Just about exactly a year ago, patient readers with long memories may remember, I received a sobering New Year’s Day message. “Today,” it began arrestingly, “is arguably the first day of the most important year in human history.”
The message — sent to a who’s who of top officials on both sides of the Atlantic, was from Prof. Tom Burke, a close adviser to three successive British Conservative environment secretaries in the 1990s, and one of Europe’s shrewdest observers of green politics.
He was referring, of course, to the recent Copenhagen climate summit, which he told us “would do more to shape human history for longer” than any other meeting in world history. The reason? “Climate change is forever,” its nature such that “the future cannot redeem today’s mistakes.” He added: “We have one chance to reach a political agreement to reduce carbon emissions in time to stay safe. This is the year in which we take that chance.”
Or not, as it turned out.
Burke’s words stuck with me throughout the fiasco that the summit became. Indeed, on its last day I woke up thinking, “If Tom is right, this is the most important day ever.” In a sense, it lived up to that billing, with key world leaders — including President Obama, Britain’s Gordon Brown, Germany’s Angela Merkel, France’s Nicolas Sarkozy, Brazil’s Luiz Inácio Lula da Silva, and Mohammed Nasheed of the Maldives — personally negotiating an agreement line by line. But even they accepted that the “accord” that resulted fell far short of what is needed.

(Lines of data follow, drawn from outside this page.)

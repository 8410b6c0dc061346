//! Identifier types shared by the registry, event, and session layers.

use serde::{Deserialize, Serialize};
use std::fmt;
use std::time::{SystemTime, UNIX_EPOCH};

/// Opaque reference to a server-held object inside one handle registry.
///
/// Handles are strictly positive and only meaningful within the registry
/// that issued them.
#[derive(Debug, Clone, Copy, PartialEq, Eq, PartialOrd, Ord, Hash, Serialize, Deserialize)]
#[serde(transparent)]
pub struct Handle(u32);

impl Handle {
    /// First handle issued by a fresh registry.
    pub const FIRST: Handle = Handle(1);

    /// Wrap a raw handle value received from a client.
    pub const fn new(raw: u32) -> Self {
        Self(raw)
    }

    /// Raw integer value.
    pub const fn get(self) -> u32 {
        self.0
    }

    /// Handle following this one, or `None` once the 32-bit space is used up.
    pub fn next(self) -> Option<Handle> {
        self.0.checked_add(1).map(Handle)
    }
}

impl fmt::Display for Handle {
    fn fmt(&self, f: &mut fmt::Formatter<'_>) -> fmt::Result {
        write!(f, "{}", self.0)
    }
}

impl From<u32> for Handle {
    fn from(raw: u32) -> Self {
        Self(raw)
    }
}

/// Identity of a connected client; the key of the session map.
#[derive(Debug, Clone, PartialEq, Eq, Hash, PartialOrd, Ord, Serialize, Deserialize)]
#[serde(transparent)]
pub struct ClientId(String);

impl ClientId {
    pub fn new(id: impl Into<String>) -> Self {
        Self(id.into())
    }

    pub fn as_str(&self) -> &str {
        &self.0
    }
}

impl fmt::Display for ClientId {
    fn fmt(&self, f: &mut fmt::Formatter<'_>) -> fmt::Result {
        f.write_str(&self.0)
    }
}

impl From<&str> for ClientId {
    fn from(id: &str) -> Self {
        Self(id.to_string())
    }
}

impl From<String> for ClientId {
    fn from(id: String) -> Self {
        Self(id)
    }
}

impl From<u64> for ClientId {
    fn from(id: u64) -> Self {
        Self(id.to_string())
    }
}

/// Milliseconds since the Unix epoch.
pub fn unix_millis() -> u64 {
    SystemTime::now()
        .duration_since(UNIX_EPOCH)
        .map(|d| d.as_millis() as u64)
        .unwrap_or(0)
}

So I kept a special eye on my inbox this new year to see if Burke would send another missive. It never came. Meanwhile, I came across an article he recently published in ENDS, perhaps Britain’s most authoritative environmental journal. Its message was just as uncompromising. “It will take a while for the full magnitude of the calamity that has befallen the world to become clear,” he wrote. “But calamity it is.”
He went on: “Not one of the 119 world leaders who attended the Copenhagen summit came intending to shatter a global climate regime so painfully built up over 20 years. But that is what they accomplished”
The “core elements” of a deal that would have kept global warming beneath 2 degrees centigrade “were within view, if not within grasp, before the meeting began,” Burke added. “A little more movement on emissions reductions, a bit more money on the table, and a real foundation could have been laid. By the end, enough had moved on both those central issues for a deal to have been grasped, But so sour had the mood become, and so chaotic the process, that it slipped from the hand.”
I agree with Burke about how close agreement was when the conference opened and that, even though the formal negotiations got nowhere, there was enough movement (not least in the Americans’ unexpected agreement to endorse a $100 billion-a-year fund for the poorest nations) to have made it possible to seal the deal. I agree, too, that the sour atmosphere at Copenhagen — founded on deep mistrust arising from decades of broken promises, enhanced by the poor chairmanship and chaotic organization of the summit, and exploited by a few countries to frustrate progress — was the principle reason for the summit’s failure.
But I am not so gloomy about the outcome. I place some faith in the very readiness of the leaders to work painstakingly throughout an entire day to try to get a worthwhile agreement. Burke dismisses this as itself “a recipe for disaster” with “getting out of town with the right headline” being “the most urgent priority” for the Obamas and Merkels in attendance.
Yet, far from contenting themselves with concocting a face saving press release, the leaders almost pulled something off. Had China not issued a last minute veto of the accord’s most important elements — notably a 50 percent global reduction in emissions by 2050, and a commitment to work on producing legally-binding treaty — there would have been something valuable to build on, an extraordinary achievement in the circumstances.
Many of the leaders, including all those listed above, have demonstrated a personal commitment to tackling climate change that in almost every case goes beyond what either their political parties or their electorates are demanding (the exception is President Nasheed, but only because his people are just as desperate as he to prevent their country’s extinction at the hands of rising sea levels).
All, too, have taken steps to reaffirm that commitment since Copenhagen. And, in another hopeful straw in the wind, China’s vice foreign minister, He Yafei — one of the main figures blocking progress at the summit — has just been pushed out, suggesting at least that his government is embarrassed by the blame it has attracted.
Such experienced observers as David Doniger of the Natural Resources Defense Council, Jennifer Morgan of the World Resources Institute, and Alden Meyer of the Union of Concerned Scientists also take a more optimistic view. Burke dismisses such people as “shell-shocked survivors of a political hurricane, picking over the disaster site for any useful fragments of their past existence.”
But these experienced NGO hands have realistic hopes for the next twelve months, ending in another attempt at finalizing a global climate agreement in Mexico.
So maybe Burke’s message was off by a year, making 2010 is the “most important” year of all.